- **TASK GOAL**: Every line of the records below from the line with "and unicode entries." up to and including the line with "let bytes = std::fs::read(path).map_err(|e|" must be reproduced exactly, and no line outside that range.

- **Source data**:
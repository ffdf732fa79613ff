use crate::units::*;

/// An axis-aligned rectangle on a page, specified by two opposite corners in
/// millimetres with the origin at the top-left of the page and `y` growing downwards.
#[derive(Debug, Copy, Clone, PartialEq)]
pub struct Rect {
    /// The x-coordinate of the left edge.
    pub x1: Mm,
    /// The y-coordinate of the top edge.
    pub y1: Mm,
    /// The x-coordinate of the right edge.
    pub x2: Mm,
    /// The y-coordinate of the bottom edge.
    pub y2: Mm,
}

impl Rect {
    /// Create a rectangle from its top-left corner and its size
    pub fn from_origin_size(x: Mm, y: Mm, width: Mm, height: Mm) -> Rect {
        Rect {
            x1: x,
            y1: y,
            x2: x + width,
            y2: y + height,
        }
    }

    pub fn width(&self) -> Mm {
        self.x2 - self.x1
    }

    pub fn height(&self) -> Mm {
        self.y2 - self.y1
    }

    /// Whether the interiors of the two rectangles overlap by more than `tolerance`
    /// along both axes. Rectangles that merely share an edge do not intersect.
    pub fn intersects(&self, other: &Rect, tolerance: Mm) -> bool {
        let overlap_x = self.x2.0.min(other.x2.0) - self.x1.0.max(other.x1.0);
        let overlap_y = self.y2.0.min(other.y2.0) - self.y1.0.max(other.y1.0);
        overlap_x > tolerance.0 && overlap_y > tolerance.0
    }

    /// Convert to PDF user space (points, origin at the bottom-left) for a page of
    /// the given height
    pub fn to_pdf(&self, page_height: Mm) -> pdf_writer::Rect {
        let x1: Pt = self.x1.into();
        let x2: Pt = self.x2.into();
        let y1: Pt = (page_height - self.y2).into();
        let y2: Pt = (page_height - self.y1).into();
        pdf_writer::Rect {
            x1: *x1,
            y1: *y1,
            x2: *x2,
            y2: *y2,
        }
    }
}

--

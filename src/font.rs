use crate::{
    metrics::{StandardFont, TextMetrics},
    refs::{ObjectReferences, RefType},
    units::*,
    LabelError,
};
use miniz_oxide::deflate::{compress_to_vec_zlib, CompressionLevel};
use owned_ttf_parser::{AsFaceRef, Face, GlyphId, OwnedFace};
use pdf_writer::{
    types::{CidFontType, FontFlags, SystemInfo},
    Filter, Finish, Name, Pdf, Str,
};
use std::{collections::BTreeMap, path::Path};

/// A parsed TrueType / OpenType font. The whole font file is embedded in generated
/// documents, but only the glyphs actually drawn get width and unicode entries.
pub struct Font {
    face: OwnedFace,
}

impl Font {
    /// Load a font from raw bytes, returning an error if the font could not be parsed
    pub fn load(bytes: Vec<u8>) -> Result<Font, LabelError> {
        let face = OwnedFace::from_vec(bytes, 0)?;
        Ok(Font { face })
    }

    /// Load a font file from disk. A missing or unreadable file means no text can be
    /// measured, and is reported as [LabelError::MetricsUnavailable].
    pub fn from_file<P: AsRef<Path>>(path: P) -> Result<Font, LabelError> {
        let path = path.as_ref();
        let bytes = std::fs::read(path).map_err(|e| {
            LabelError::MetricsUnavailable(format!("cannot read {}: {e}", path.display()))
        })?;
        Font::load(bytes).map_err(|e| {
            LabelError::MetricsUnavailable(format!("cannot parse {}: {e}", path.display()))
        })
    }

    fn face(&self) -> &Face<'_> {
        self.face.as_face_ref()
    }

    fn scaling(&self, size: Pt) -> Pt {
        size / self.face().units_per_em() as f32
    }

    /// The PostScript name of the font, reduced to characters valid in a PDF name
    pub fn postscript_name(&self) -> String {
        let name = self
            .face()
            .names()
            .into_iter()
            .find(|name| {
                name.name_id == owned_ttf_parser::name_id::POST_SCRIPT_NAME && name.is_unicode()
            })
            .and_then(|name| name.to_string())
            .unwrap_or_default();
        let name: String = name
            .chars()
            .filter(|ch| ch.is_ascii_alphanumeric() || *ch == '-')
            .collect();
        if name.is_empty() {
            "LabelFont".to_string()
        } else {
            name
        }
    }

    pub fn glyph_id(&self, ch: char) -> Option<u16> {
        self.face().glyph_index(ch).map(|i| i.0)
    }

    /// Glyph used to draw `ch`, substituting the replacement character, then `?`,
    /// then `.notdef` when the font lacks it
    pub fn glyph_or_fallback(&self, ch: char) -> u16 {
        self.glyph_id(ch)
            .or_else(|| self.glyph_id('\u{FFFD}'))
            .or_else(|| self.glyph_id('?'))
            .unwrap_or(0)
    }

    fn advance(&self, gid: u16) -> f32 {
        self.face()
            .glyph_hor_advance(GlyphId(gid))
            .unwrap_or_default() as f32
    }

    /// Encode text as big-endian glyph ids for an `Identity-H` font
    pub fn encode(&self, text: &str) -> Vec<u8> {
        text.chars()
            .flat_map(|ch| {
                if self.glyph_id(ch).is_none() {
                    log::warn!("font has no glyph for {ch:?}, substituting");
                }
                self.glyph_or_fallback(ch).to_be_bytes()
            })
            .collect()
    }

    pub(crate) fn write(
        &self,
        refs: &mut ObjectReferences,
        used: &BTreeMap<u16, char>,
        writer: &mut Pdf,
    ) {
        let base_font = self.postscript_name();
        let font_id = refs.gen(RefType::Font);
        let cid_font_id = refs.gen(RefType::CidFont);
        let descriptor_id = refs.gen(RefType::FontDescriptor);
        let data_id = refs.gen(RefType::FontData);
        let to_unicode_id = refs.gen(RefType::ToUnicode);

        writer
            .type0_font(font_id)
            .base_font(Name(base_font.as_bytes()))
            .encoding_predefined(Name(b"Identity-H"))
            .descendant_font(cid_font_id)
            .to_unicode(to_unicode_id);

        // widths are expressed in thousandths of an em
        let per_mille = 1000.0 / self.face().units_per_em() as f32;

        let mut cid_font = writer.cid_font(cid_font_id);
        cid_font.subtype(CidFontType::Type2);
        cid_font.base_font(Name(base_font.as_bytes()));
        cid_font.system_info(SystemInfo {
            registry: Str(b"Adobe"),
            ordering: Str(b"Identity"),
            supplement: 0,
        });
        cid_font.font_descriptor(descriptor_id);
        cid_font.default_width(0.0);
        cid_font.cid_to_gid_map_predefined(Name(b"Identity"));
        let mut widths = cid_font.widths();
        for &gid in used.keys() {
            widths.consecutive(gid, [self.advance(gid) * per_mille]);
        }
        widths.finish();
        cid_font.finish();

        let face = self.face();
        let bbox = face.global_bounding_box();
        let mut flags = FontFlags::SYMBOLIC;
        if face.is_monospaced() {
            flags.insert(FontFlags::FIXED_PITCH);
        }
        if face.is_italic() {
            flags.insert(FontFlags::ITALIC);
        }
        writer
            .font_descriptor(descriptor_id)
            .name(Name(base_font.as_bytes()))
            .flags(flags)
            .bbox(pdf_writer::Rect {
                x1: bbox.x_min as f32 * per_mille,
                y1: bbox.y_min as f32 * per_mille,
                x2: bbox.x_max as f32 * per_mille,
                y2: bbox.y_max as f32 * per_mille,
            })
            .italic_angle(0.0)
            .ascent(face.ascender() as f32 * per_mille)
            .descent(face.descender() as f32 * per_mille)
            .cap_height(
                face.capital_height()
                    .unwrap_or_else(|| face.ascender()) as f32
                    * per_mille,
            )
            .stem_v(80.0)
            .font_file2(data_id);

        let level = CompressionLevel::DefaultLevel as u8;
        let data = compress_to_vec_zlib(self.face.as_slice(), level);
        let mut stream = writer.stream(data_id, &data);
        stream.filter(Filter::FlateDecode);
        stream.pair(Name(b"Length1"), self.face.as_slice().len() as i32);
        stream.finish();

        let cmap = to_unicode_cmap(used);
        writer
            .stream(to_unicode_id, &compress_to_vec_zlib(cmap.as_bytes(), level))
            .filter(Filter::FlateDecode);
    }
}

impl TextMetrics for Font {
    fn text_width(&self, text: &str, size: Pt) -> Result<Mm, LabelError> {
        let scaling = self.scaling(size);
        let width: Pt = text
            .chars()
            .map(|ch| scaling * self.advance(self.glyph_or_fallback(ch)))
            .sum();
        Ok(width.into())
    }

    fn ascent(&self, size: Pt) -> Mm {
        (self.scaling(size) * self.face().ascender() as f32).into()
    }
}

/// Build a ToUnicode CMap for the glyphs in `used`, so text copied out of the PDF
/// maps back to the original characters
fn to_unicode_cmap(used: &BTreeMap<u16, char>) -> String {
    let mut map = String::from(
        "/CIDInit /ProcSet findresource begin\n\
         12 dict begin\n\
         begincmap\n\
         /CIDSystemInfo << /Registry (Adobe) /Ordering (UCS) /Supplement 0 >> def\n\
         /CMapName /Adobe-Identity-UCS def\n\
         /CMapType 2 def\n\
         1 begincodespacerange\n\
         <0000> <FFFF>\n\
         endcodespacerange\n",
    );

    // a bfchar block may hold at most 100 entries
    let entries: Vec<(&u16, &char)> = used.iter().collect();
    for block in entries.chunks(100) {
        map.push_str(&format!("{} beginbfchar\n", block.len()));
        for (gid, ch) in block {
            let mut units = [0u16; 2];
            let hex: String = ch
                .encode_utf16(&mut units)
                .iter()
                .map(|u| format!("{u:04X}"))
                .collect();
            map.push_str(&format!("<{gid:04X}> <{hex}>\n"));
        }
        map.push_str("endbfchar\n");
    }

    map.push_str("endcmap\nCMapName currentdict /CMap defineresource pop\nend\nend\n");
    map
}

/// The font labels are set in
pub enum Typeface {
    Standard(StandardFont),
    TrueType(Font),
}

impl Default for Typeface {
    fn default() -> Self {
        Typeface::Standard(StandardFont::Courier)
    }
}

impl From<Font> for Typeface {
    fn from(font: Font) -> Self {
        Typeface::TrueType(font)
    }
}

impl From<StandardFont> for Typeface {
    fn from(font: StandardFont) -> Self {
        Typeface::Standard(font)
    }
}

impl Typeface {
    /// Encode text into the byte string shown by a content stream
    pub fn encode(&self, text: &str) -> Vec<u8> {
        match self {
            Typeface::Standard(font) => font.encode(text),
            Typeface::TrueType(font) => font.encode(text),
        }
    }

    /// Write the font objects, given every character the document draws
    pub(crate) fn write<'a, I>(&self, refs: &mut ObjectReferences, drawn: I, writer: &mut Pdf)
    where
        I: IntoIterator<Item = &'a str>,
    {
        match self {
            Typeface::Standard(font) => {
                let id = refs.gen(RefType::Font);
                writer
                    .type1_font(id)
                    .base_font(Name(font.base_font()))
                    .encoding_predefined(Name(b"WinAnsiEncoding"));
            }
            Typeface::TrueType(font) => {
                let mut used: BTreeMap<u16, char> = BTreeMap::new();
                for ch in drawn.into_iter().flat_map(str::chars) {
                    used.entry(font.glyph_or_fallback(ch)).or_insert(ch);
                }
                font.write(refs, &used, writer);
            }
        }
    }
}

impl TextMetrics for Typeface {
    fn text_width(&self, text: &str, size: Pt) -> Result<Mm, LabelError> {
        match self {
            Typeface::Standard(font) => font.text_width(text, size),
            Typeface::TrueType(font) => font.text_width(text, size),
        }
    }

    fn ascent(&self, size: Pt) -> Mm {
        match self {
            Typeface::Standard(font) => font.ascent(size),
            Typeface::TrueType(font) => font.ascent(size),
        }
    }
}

- **RESPONSE AREA**:
/// documents, but only the glyphs actually drawn get width and unicode entries.
pub struct Font {
    face: OwnedFace,
}

impl Font {
    /// Load a font from raw bytes, returning an error if the font could not be parsed
    pub fn load(bytes: Vec<u8>) -> Result<Font, LabelError> {
        let face = OwnedFace::from_vec(bytes, 0)?;
        Ok(Font { face })
    }

    /// Load a font file from disk. A missing or unreadable file means no text can be
    /// measured, and is reported as [LabelError::MetricsUnavailable].
    pub fn from_file<P: AsRef<Path>>(path: P) -> Result<Font, LabelError> {
        let path = path.as_ref();
        let bytes = std::fs::read(path).map_err(|e| {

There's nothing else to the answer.